Saved entries:
--- START ---
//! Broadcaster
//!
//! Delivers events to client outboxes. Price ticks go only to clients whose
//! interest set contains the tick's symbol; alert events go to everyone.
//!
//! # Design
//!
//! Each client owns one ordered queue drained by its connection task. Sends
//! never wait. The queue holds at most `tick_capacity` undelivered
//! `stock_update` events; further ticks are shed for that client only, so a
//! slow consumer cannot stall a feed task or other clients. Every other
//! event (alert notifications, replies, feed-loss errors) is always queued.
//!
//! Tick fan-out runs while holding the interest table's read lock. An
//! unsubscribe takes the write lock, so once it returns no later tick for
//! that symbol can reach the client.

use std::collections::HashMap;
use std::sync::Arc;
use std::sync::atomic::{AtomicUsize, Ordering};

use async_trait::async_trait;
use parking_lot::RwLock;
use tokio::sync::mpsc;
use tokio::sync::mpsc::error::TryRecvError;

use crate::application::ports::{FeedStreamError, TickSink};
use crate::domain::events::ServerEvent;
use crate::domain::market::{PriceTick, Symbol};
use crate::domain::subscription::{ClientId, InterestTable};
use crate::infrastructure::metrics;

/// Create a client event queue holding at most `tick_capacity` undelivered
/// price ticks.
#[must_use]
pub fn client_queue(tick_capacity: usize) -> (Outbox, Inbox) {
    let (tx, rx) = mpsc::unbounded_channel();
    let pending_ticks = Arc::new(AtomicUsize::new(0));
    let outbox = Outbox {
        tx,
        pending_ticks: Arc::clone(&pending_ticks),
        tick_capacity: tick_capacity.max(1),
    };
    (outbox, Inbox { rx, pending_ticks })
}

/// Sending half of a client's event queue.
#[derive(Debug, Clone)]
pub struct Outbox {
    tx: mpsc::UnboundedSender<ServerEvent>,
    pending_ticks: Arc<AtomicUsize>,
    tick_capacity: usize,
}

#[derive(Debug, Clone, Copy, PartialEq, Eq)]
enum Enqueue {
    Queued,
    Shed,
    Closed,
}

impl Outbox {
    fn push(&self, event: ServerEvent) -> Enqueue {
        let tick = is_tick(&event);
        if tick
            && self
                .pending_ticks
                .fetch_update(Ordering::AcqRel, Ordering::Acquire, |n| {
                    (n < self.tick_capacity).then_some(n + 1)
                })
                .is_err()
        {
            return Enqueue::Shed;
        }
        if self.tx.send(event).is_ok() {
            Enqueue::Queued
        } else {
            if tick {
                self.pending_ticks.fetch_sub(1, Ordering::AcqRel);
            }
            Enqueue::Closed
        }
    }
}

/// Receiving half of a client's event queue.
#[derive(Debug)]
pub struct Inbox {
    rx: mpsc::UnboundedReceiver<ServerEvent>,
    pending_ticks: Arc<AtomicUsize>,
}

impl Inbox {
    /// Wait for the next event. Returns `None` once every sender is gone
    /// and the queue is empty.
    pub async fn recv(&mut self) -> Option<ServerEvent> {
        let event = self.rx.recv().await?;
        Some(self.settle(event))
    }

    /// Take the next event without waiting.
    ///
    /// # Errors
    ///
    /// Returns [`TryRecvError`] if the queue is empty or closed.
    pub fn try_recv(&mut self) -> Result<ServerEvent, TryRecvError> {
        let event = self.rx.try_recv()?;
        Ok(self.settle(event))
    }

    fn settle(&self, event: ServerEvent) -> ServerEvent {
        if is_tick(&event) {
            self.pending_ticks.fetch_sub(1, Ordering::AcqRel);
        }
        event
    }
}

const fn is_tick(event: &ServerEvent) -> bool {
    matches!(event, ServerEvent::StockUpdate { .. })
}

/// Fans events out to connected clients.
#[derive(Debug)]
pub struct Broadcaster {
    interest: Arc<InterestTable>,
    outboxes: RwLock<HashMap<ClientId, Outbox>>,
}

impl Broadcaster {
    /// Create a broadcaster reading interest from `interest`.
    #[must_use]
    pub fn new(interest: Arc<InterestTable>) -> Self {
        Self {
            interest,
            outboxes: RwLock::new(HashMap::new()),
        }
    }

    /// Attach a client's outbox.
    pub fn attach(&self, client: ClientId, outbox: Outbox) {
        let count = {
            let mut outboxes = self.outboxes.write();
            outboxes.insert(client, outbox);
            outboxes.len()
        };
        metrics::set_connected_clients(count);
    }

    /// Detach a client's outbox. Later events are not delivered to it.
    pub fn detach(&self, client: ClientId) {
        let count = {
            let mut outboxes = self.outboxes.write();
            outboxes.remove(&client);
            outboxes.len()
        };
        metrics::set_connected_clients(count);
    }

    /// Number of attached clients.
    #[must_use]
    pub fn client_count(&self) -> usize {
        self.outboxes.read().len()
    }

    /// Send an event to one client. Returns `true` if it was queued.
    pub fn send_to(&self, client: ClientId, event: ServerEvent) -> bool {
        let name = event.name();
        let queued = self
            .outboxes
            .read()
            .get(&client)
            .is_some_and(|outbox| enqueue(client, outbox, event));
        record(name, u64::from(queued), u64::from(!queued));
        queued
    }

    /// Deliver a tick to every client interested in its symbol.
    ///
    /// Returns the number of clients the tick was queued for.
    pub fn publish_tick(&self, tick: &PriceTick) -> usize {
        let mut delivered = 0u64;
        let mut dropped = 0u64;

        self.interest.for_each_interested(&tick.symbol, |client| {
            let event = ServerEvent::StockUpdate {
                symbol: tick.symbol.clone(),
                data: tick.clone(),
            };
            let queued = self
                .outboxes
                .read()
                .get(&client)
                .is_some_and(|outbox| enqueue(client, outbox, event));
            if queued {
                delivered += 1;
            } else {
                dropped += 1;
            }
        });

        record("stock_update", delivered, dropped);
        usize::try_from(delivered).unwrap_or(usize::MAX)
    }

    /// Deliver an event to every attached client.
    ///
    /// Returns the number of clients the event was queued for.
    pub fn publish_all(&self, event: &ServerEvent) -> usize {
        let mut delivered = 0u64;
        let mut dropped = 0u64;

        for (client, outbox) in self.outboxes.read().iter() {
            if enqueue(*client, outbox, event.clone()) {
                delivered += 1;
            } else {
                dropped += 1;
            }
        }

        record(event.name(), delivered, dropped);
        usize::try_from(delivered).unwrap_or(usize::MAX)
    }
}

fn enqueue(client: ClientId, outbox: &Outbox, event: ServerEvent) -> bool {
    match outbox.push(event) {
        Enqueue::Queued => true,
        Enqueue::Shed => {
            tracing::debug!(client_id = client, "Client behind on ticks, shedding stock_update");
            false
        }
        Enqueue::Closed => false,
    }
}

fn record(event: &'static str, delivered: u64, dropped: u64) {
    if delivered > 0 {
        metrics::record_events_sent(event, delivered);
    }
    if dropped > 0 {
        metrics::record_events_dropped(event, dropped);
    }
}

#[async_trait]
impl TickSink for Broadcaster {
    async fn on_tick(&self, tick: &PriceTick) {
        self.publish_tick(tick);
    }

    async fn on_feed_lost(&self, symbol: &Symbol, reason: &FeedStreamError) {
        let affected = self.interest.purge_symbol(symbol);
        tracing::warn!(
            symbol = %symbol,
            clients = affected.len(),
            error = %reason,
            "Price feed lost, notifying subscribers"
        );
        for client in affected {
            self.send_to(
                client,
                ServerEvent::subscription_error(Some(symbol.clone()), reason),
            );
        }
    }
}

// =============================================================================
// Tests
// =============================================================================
--- END ---
WHAT NEEDS TO BE DONE: Starting from the records above, copy each line where the string "derive" is found.

OUTPUT OF THE EXERCISE:
#[derive(Debug, Clone)]
#[derive(Debug, Clone, Copy, PartialEq, Eq)]
#[derive(Debug)]
#[derive(Debug)]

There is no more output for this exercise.